[Opening Given records section]
#[test]
fn failed_login_leaves_session_empty() {
    let backend = MockBackend::start(vec![route(
        "POST",
        "/login",
        401,
        json!({"error": "Invalid credentials"}),
    )]);
    let client = backend.client(empty_session());

    let err = auth::login(
        &client,
        &LoginForm {
            email: "ada@example.com".into(),
            password: "wrong-pass".into(),
        },
    )
    .unwrap_err();

    // A 401 on a public endpoint is a plain error, not a forced logout.
    assert_eq!(err.user_message(), "Invalid credentials");
    assert!(!client.session().is_authenticated());
}

// ---------------------------------------------------------------------------
// Session handling
// ---------------------------------------------------------------------------

#[test]
fn authenticated_calls_carry_bearer_token() {
    let backend = MockBackend::start(vec![route(
        "GET",
        "/meals/stats",
        200,
        json!({"total_calories": 500, "meals_count": 2}),
    )]);
    let client = backend.client(logged_in_session());

    let stats = meals::stats(&client).unwrap();

    assert_eq!(stats.total_calories, 500.0);
    assert_eq!(
        backend.requests()[0].authorization.as_deref(),
        Some("Bearer test-token")
    );
}

#[test]
fn unauthorized_response_clears_session() {
    let backend = MockBackend::start(vec![route(
        "GET",
        "/meals/stats",
        401,
        json!({"error": "Invalid token"}),
    )]);
    let client = backend.client(logged_in_session());

    let err = meals::stats(&client).unwrap_err();

    assert!(matches!(err, ApiError::Unauthorized));
    assert!(err.requires_login());
    assert!(client.session().token().is_none());
    assert!(client.session().preferences().is_none());
}

#[test]
fn unauthorized_response_reports_a_session_that_could_not_be_cleared() {
    let backend = MockBackend::start(vec![route(
        "GET",
        "/meals/stats",
        401,
        json!({"error": "Invalid token"}),
    )]);
    let session = Session::new(Arc::new(NoRemoveStorage::default()));
    session
        .store_login("stale-token", UserPreferences::new(None, "ada@example.com"))
        .unwrap();
    let client = backend.client(session);

    let err = meals::stats(&client).unwrap_err();

    match &err {
        ApiError::SessionNotCleared(reason) => assert!(reason.contains("read-only")),
        other => panic!("expected SessionNotCleared, got {other:?}"),
    }
    assert_eq!(err.status(), Some(401));
    assert!(!err.requires_login());
}

#[test]
fn missing_token_fails_without_a_request() {
    let backend = MockBackend::start(vec![]);
    let client = backend.client(empty_session());

    let err = meals::stats(&client).unwrap_err();

    assert!(matches!(err, ApiError::NotLoggedIn));
    assert_eq!(backend.count(), 0);
}

#[test]
fn unreachable_backend_is_a_network_error() {
    // Port 9 (discard) is not listening in the test environment.
    let client = nutriboard::api::ApiClient::new(
        "http://127.0.0.1:9",
        std::time::Duration::from_millis(500),
        logged_in_session(),
    );
    let err = meals::stats(&client).unwrap_err();
    assert!(matches!(err, ApiError::Network(_)));
    assert!(client.session().is_authenticated());
}

// ---------------------------------------------------------------------------
// Food
// ---------------------------------------------------------------------------

#[test]
fn short_query_skips_search() {
    let backend = MockBackend::start(vec![]);
    let client = backend.client(logged_in_session());

    let foods = food::search(&client, " a ", 2, 10).unwrap();

    assert!(foods.is_empty());
    assert_eq!(backend.count(), 0);
}

#[test]
fn search_passes_query_and_caps_results() {
    let backend = MockBackend::start(vec![route(
        "GET",
        "/food/search",
        200,
        json!({"foods": [
            {"food_id": 1, "food_name": "Apple", "food_description": "Per 1 medium - Calories: 95kcal"},
            {"food_id": "2", "food_name": "Apple Pie", "food_description": ""},
            {"food_id": "3", "food_name": "Apple Juice", "food_description": ""}
        ]}),
    )]);
    let client = backend.client(logged_in_session());

    let foods = food::search(&client, "apple pie", 2, 2).unwrap();

    assert_eq!(foods.len(), 2);
    assert_eq!(foods[0].food_id, "1");
    assert_eq!(backend.requests()[0].query, "q=apple+pie");
}

#[test]
fn selection_previews_first_serving() {
    let backend = MockBackend::start(vec![route(
        "GET",
        "/food/details/35718",
        200,
        json!({"food": {
            "food_id": "35718",
            "food_name": "Apple",
            "servings": {"serving": [
                {"serving_description": "1 medium", "calories": "95", "protein": "0.47",
                 "carbohydrate": "25.13", "fat": "0.31"},
                {"serving_description": "100 g", "calories": "52", "protein": "0.26",
                 "carbohydrate": "13.81", "fat": "0.17"}
            ]}
        }}),
    )]);
    let client = backend.client(logged_in_session());

    let preview = food::select(&client, "35718").unwrap();

    assert_eq!(preview.serving_description, "1 medium");
    assert_eq!(preview.calories, 95.0);
    assert_eq!(preview.carbs, 25.13);
    let meal = preview.to_new_meal("snack", 2.0);
    assert_eq!(meal.calories, 190.0);
    assert_eq!(meal.carbs, 50.3);
}

// ---------------------------------------------------------------------------
// Meals
// ---------------------------------------------------------------------------

fn meal_routes() -> Vec<common::Route> {
    vec![
        route("DELETE", "/meal/delete/m1", 200, json!({"message": "Meal deleted"})),
        route(
            "GET",
            "/meals/stats",
            200,
            json!({"total_calories": 300, "meals_count": 1, "streak": 2}),
        ),
        route(
            "GET",
            "/meals",
            200,
            json!([{"_id": "m2", "mealType": "lunch", "foodName": "Soup", "calories": 300}]),
        ),
    ]
}

#[test]
fn declined_delete_sends_nothing() {
    let backend = MockBackend::start(meal_routes());
    let client = backend.client(logged_in_session());

    let outcome = meals::delete_confirmed(&client, "m1", |_| false).unwrap();

    assert!(outcome.is_none());
    assert_eq!(backend.count(), 0);
}

#[test]
fn confirmed_delete_refreshes_stats_then_meals() {
    let backend = MockBackend::start(meal_routes());
    let client = backend.client(logged_in_session());

    let mut asked = None;
    let refresh = meals::delete_confirmed(&client, "m1", |id| {
        asked = Some(id.to_string());
        true
    })
    .unwrap()
    .unwrap();

    assert_eq!(asked.as_deref(), Some("m1"));
    assert_eq!(
        backend.lines(),
        ["DELETE /meal/delete/m1", "GET /meals/stats", "GET /meals"]
    );
    assert_eq!(backend.requests()[2].query, format!("date={}", today()));
    assert_eq!(refresh.message, "Meal deleted");
    assert_eq!(refresh.stats.total_calories, 300.0);
    assert_eq!(refresh.meals[0].id, "m2");
}

#[test]
fn invalid_meal_is_rejected_locally() {
    let backend = MockBackend::start(vec![]);
    let client = backend.client(logged_in_session());

    let preview = food::NutritionPreview {
        food_id: String::new(),
        food_name: "Soup".into(),
        brand_name: None,
        serving_description: "1 serving".into(),
        calories: 120.0,
        protein: 0.0,
        carbs: 0.0,
        fat: 0.0,
    };
    let meal = preview.to_new_meal("lunch", 0.0);

    assert!(meals::add(&client, &meal).is_err());
    assert_eq!(backend.count(), 0);
}

#[test]
fn add_posts_meal_payload() {
    let backend = MockBackend::start(vec![route(
        "POST",
        "/meal/add",
        201,
        json!({"message": "Meal added", "meal": {"_id": "m9", "mealType": "dinner", "foodName": "Rice"}}),
    )]);
    let client = backend.client(logged_in_session());

    let preview = food::NutritionPreview {
        food_id: "42".into(),
        food_name: "Rice".into(),
        brand_name: None,
        serving_description: "1 cup".into(),
        calories: 205.0,
        protein: 4.3,
        carbs: 44.5,
        fat: 0.4,
    };
    let saved = meals::add(&client, &preview.to_new_meal("dinner", 1.5)).unwrap();

    assert_eq!(saved.id, "m9");
    let body = backend.requests()[0].json();
    assert_eq!(body["mealType"], "dinner");
    assert_eq!(body["foodName"], "Rice");
    assert_eq!(body["quantity"], 1.5);
    assert_eq!(body["calories"], 307.5);
    assert_eq!(body["food_id"], "42");
}

// ---------------------------------------------------------------------------
// Dashboard, profile, insights
// ---------------------------------------------------------------------------

#[test]
fn dashboard_uses_profile_goal_when_present() {
    let backend = MockBackend::start(vec![
        route("GET", "/meals/stats", 200, json!({"total_calories": 900})),
        route("GET", "/meals", 200, json!([])),
        route(
            "GET",
            "/profile",
            200,
            json!({"fullName": "Ada Lovelace", "dailyCalories": 1800}),
        ),
    ]);
    let client = backend.client(logged_in_session());

    let data = dashboard::load(&client, 2000.0).unwrap();

    assert_eq!(data.calorie_goal, 1800.0);
    assert_eq!(data.progress_pct(), 50.0);
    assert_eq!(
        backend.lines(),
        ["GET /meals/stats", "GET /meals", "GET /profile"]
    );
}

#[test]
fn dashboard_falls_back_to_default_goal_without_profile() {
    let backend = MockBackend::start(vec![
        route("GET", "/meals/stats", 200, json!({"total_calories": 2500})),
        route("GET", "/meals", 200, json!([])),
    ]);
    let client = backend.client(logged_in_session());

    let data = dashboard::load(&client, 2000.0).unwrap();

    assert!(data.profile.is_none());
    assert_eq!(data.calorie_goal, 2000.0);
    assert_eq!(data.progress_pct(), 100.0);
}

#[test]
fn profile_404_means_no_profile() {
    let backend = MockBackend::start(vec![]);
    let client = backend.client(logged_in_session());
    assert!(goals::load_profile(&client).unwrap().is_none());
}

#[test]
fn analysis_sends_period() {
    let backend = MockBackend::start(vec![route(
        "GET",
        "/meals/analysis",
        200,
        json!({"period": "month", "total_calories": 42000, "total_meals": 60}),
    )]);
    let client = backend.client(logged_in_session());

    let analysis = insights::fetch_analysis(&client, Period::Month).unwrap();

    assert_eq!(analysis.total_meals, 60);
    assert_eq!(backend.requests()[0].query, "period=month");
}

#[test]
fn disabled_ai_panels_send_nothing() {
    let backend = MockBackend::start(vec![]);
    let client = backend.client(logged_in_session());
    let off = flags(false);

    assert_eq!(
        insights::fetch_classification(&client, &off).unwrap(),
        Panel::Disabled
    );
    assert_eq!(insights::fetch_clusters(&client, &off).unwrap(), Panel::Disabled);
    assert_eq!(
        insights::fetch_forecast(&client, &off, 7).unwrap(),
        Panel::Disabled
    );
    assert_eq!(backend.count(), 0);
}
[Closing Given records section]
§ **What you will do**:
Search the records above for the string "outcome" and copy each line that holds it.

§ **Finished exercise**:
    let outcome = meals::delete_confirmed(&client, "m1", |_| false).unwrap();
    assert!(outcome.is_none());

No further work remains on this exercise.